◆ Your objective ◆
What lines in the listing include "Deserialize"? Return a copy of each.

Dataset extract START

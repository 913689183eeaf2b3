//! Frame transform service.
//!
//! Detections arrive in the sensor frame; the publisher asks a
//! [`FrameTransformer`] to re-express them in the world frame.
//! [`StaticTransformTree`] serves lookups from a fixed set of parent/child
//! transforms loaded from configuration.
//!
//! # Lookup
//!
//! ```text
//! source → ... → common ancestor ← ... ← target
//! ```
//!
//! Both frames walk up to the root; the first shared frame joins the two
//! chains. Frames with no shared ancestor have no transform.

use std::collections::HashMap;

use nalgebra::{Isometry3, Translation3, UnitQuaternion, Vector3};
use serde::Deserialize;

use crate::core::types::Pose3D;
use crate::error::TransformError;

/// Upper bound on chain length; guards against cycles in the configured tree.
const MAX_CHAIN_DEPTH: usize = 64;

/// Resolves poses between reference frames.
pub trait FrameTransformer: Send + Sync {
    /// Express `pose`, given in `source`, in the `target` frame.
    fn lookup(&self, source: &str, target: &str, pose: &Pose3D)
    -> Result<Pose3D, TransformError>;
}

/// One static transform: pose of `child` expressed in `parent`.
#[derive(Debug, Clone, Deserialize)]
pub struct StaticTransformConfig {
    pub parent: String,
    pub child: String,
    /// Translation [x, y, z] in meters
    #[serde(default)]
    pub translation: [f32; 3],
    /// Rotation [roll, pitch, yaw] in radians
    #[serde(default)]
    pub rotation_rpy: [f32; 3],
}

impl StaticTransformConfig {
    fn to_isometry(&self) -> Isometry3<f32> {
        let [x, y, z] = self.translation;
        let [roll, pitch, yaw] = self.rotation_rpy;
        Isometry3::from_parts(
            Translation3::from(Vector3::new(x, y, z)),
            UnitQuaternion::from_euler_angles(roll, pitch, yaw),
        )
    }
}

/// Parent link of one frame.
#[derive(Debug, Clone)]
struct Edge {
    parent: String,
    /// Maps child coordinates into parent coordinates
    parent_from_child: Isometry3<f32>,
}

/// Tree of static transforms keyed by child frame.
#[derive(Debug, Clone, Default)]
pub struct StaticTransformTree {
    edges: HashMap<String, Edge>,
}

impl StaticTransformTree {
    pub fn new() -> Self {
        Self::default()
    }

    /// Build from configuration entries. Later entries replace earlier ones
    /// for the same child.
    pub fn from_config(entries: &[StaticTransformConfig]) -> Self {
        let mut tree = Self::new();
        for entry in entries {
            tree.insert(&entry.parent, &entry.child, entry.to_isometry());
        }
        tree
    }

    /// Set the transform of `child` relative to `parent`.
    pub fn insert(&mut self, parent: &str, child: &str, parent_from_child: Isometry3<f32>) {
        if let Some(previous) = self.edges.insert(
            child.to_string(),
            Edge {
                parent: parent.to_string(),
                parent_from_child,
            },
        ) {
            log::warn!(
                "Replacing transform {} -> {} with {} -> {}",
                previous.parent,
                child,
                parent,
                child
            );
        }
    }

    /// Number of configured transforms.
    pub fn len(&self) -> usize {
        self.edges.len()
    }

    pub fn is_empty(&self) -> bool {
        self.edges.is_empty()
    }

    /// Frames from `start` up to its root, each with the transform mapping
    /// `start` coordinates into that frame.
    fn path_to_root<'a>(&'a self, start: &'a str) -> Vec<(&'a str, Isometry3<f32>)> {
        let mut path = Vec::new();
        let mut current = start;
        let mut accumulated = Isometry3::identity();
        path.push((current, accumulated));

        while let Some(edge) = self.edges.get(current) {
            if path.len() > MAX_CHAIN_DEPTH {
                log::warn!("Transform chain from '{}' exceeds depth limit", start);
                break;
            }
            accumulated = edge.parent_from_child * accumulated;
            current = edge.parent.as_str();
            path.push((current, accumulated));
        }

        path
    }

    /// Transform mapping `source` coordinates into `target` coordinates.
    pub fn resolve(&self, source: &str, target: &str) -> Result<Isometry3<f32>, TransformError> {
        if source == target {
            return Ok(Isometry3::identity());
        }

        let source_path = self.path_to_root(source);
        let target_path = self.path_to_root(target);

        for (frame, ancestor_from_source) in &source_path {
            if let Some((_, ancestor_from_target)) =
                target_path.iter().find(|(other, _)| other == frame)
            {
                return Ok(ancestor_from_target.inverse() * ancestor_from_source);
            }
        }

        Err(TransformError::NotFound {
            from_frame: source.to_string(),
            to_frame: target.to_string(),
        })
    }
}

impl FrameTransformer for StaticTransformTree {
    fn lookup(
        &self,
        source: &str,
        target: &str,
        pose: &Pose3D,
    ) -> Result<Pose3D, TransformError> {
        let transform = self.resolve(source, target)?;
        Ok(pose.transformed_by(&transform))
    }
}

Dataset extract END

◆ Answer ◆
use serde::Deserialize;
#[derive(Debug, Clone, Deserialize)]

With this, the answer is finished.